▶ Work order
Search each line below for "IpAddr", then return the lines where it appears.

▶ Supplied material
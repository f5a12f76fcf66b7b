use async_trait::async_trait;
use serde_json::Value;
use std::net::IpAddr;
use std::time::Duration;

use crate::error::DiagError;

/// What one lookup service reported
#[derive(Debug, Clone, PartialEq, Eq)]
pub struct ServiceAnswer {
    pub ip: IpAddr,
    /// Provider or organisation name, when the service reports one
    pub provider: Option<String>,
    /// Service identity, kept as signal evidence
    pub evidence: String,
}

/// A "what is my IP" service
#[async_trait]
pub trait IpLookupService: Send + Sync {
    fn name(&self) -> &str;

    async fn lookup(&self) -> Result<ServiceAnswer, DiagError>;
}

/// Plain HTTP(S) lookup service answering in text or JSON
pub struct HttpLookupService {
    url: String,
    client: reqwest::Client,
}

impl HttpLookupService {
    pub fn new(url: impl Into<String>, timeout: Duration) -> Result<Self, DiagError> {
        let client = reqwest::Client::builder()
            .timeout(timeout)
            .user_agent(format!("netdiag/{}", env!("CARGO_PKG_VERSION")))
            .build()
            .map_err(|e| DiagError::Configuration(format!("HTTP client: {}", e)))?;
        Ok(Self {
            url: url.into(),
            client,
        })
    }
}

#[async_trait]
impl IpLookupService for HttpLookupService {
    fn name(&self) -> &str {
        &self.url
    }

    async fn lookup(&self) -> Result<ServiceAnswer, DiagError> {
        let unreachable = |e: reqwest::Error| DiagError::NetworkUnreachable(format!("{}: {}", self.url, e));

        let body = self
            .client
            .get(&self.url)
            .send()
            .await
            .and_then(|r| r.error_for_status())
            .map_err(unreachable)?
            .text()
            .await
            .map_err(unreachable)?;

        let (ip, provider) = parse_body(&body).ok_or_else(|| {
            DiagError::NetworkUnreachable(format!("{}: no address in response", self.url))
        })?;
        Ok(ServiceAnswer {
            ip,
            provider,
            evidence: self.url.clone(),
        })
    }
}

/// Extract the address and optional provider from a service response.
///
/// JSON bodies are read from `ip`, `origin` (first entry when proxied) or
/// `query`, with the provider from `isp` or `org`. Anything else is read as
/// a bare address.
pub fn parse_body(body: &str) -> Option<(IpAddr, Option<String>)> {
    let body = body.trim();
    if body.starts_with('{') {
        let value: Value = serde_json::from_str(body).ok()?;
        let ip = ["ip", "origin", "query"]
            .iter()
            .filter_map(|key| value.get(key).and_then(Value::as_str))
            .find_map(|s| s.split(',').next().and_then(|s| s.trim().parse().ok()))?;
        let provider = ["isp", "org"]
            .iter()
            .filter_map(|key| value.get(key).and_then(Value::as_str))
            .map(str::trim)
            .find(|s| !s.is_empty())
            .map(str::to_string);
        return Some((ip, provider));
    }
    body.split_whitespace().next()?.parse().ok().map(|ip| (ip, None))
}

▶ Answer to this problem
use std::net::IpAddr;
    pub ip: IpAddr,
pub fn parse_body(body: &str) -> Option<(IpAddr, Option<String>)> {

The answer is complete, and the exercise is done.